Task
The answer should match the records character for character.
▬▬▬▬▬▬
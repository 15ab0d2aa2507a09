//! Error types for content loading and lookup

use std::path::PathBuf;

use thiserror::Error;

/// Result type alias using `ContentError`.
pub type Result<T> = std::result::Result<T, ContentError>;

/// Errors raised while loading, indexing or looking up posts.
#[derive(Error, Debug)]
pub enum ContentError {
    /// The id does not resolve to a post in the content directory.
    #[error("post not found: {id}")]
    NotFound { id: String },

    /// The front-matter block is not valid YAML or has a field of the wrong type.
    #[error("malformed front-matter in {path}: {source}")]
    MalformedMetadata {
        path: PathBuf,
        #[source]
        source: serde_yaml::Error,
    },

    /// An opening `---` was found without a closing delimiter.
    #[error("unterminated front-matter in {path}")]
    UnterminatedMetadata { path: PathBuf },

    /// A required front-matter field is absent.
    #[error("missing `{field}` in front-matter of {path}")]
    MissingMetadata { path: PathBuf, field: &'static str },

    /// File system I/O error.
    #[error("IO error at {path}: {source}")]
    Io {
        path: PathBuf,
        #[source]
        source: std::io::Error,
    },
}

impl ContentError {
    pub fn not_found(id: impl Into<String>) -> Self {
        Self::NotFound { id: id.into() }
    }

    pub fn missing(path: impl Into<PathBuf>, field: &'static str) -> Self {
        Self::MissingMetadata {
            path: path.into(),
            field,
        }
    }

    pub fn io(path: impl Into<PathBuf>, source: std::io::Error) -> Self {
        Self::Io {
            path: path.into(),
            source,
        }
    }

    /// Whether this error means "no such route" rather than a broken build.
    pub fn is_not_found(&self) -> bool {
        matches!(self, Self::NotFound { .. })
    }
}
▬▬▬▬▬▬
Exercise response
repository 15ab0d2aa2507a09
//! Error types for content loading and lookup

use std::path::PathBuf;

use thiserror::Error;

/// Result type alias using `ContentError`.
pub type Result<T> = std::result::Result<T, ContentError>;

/// Errors raised while loading, indexing or looking up posts.
#[derive(Error, Debug)]
pub enum ContentError {
    /// The id does not resolve to a post in the content directory.
    #[error("post not found: {id}")]
    NotFound { id: String },

    /// The front-matter block is not valid YAML or has a field of the wrong type.
    #[error("malformed front-matter in {path}: {source}")]
    MalformedMetadata {
        path: PathBuf,
        #[source]
        source: serde_yaml::Error,
    },

    /// An opening `---` was found without a closing delimiter.
    #[error("unterminated front-matter in {path}")]
    UnterminatedMetadata { path: PathBuf },

    /// A required front-matter field is absent.
    #[error("missing `{field}` in front-matter of {path}")]
    MissingMetadata { path: PathBuf, field: &'static str },

    /// File system I/O error.
    #[error("IO error at {path}: {source}")]
    Io {
        path: PathBuf,
        #[source]
        source: std::io::Error,
    },
}

impl ContentError {
    pub fn not_found(id: impl Into<String>) -> Self {
        Self::NotFound { id: id.into() }
    }

    pub fn missing(path: impl Into<PathBuf>, field: &'static str) -> Self {
        Self::MissingMetadata {
            path: path.into(),
            field,
        }
    }

    pub fn io(path: impl Into<PathBuf>, source: std::io::Error) -> Self {
        Self::Io {
            path: path.into(),
            source,
        }
    }

    /// Whether this error means "no such route" rather than a broken build.
    pub fn is_not_found(&self) -> bool {
        matches!(self, Self::NotFound { .. })
    }
}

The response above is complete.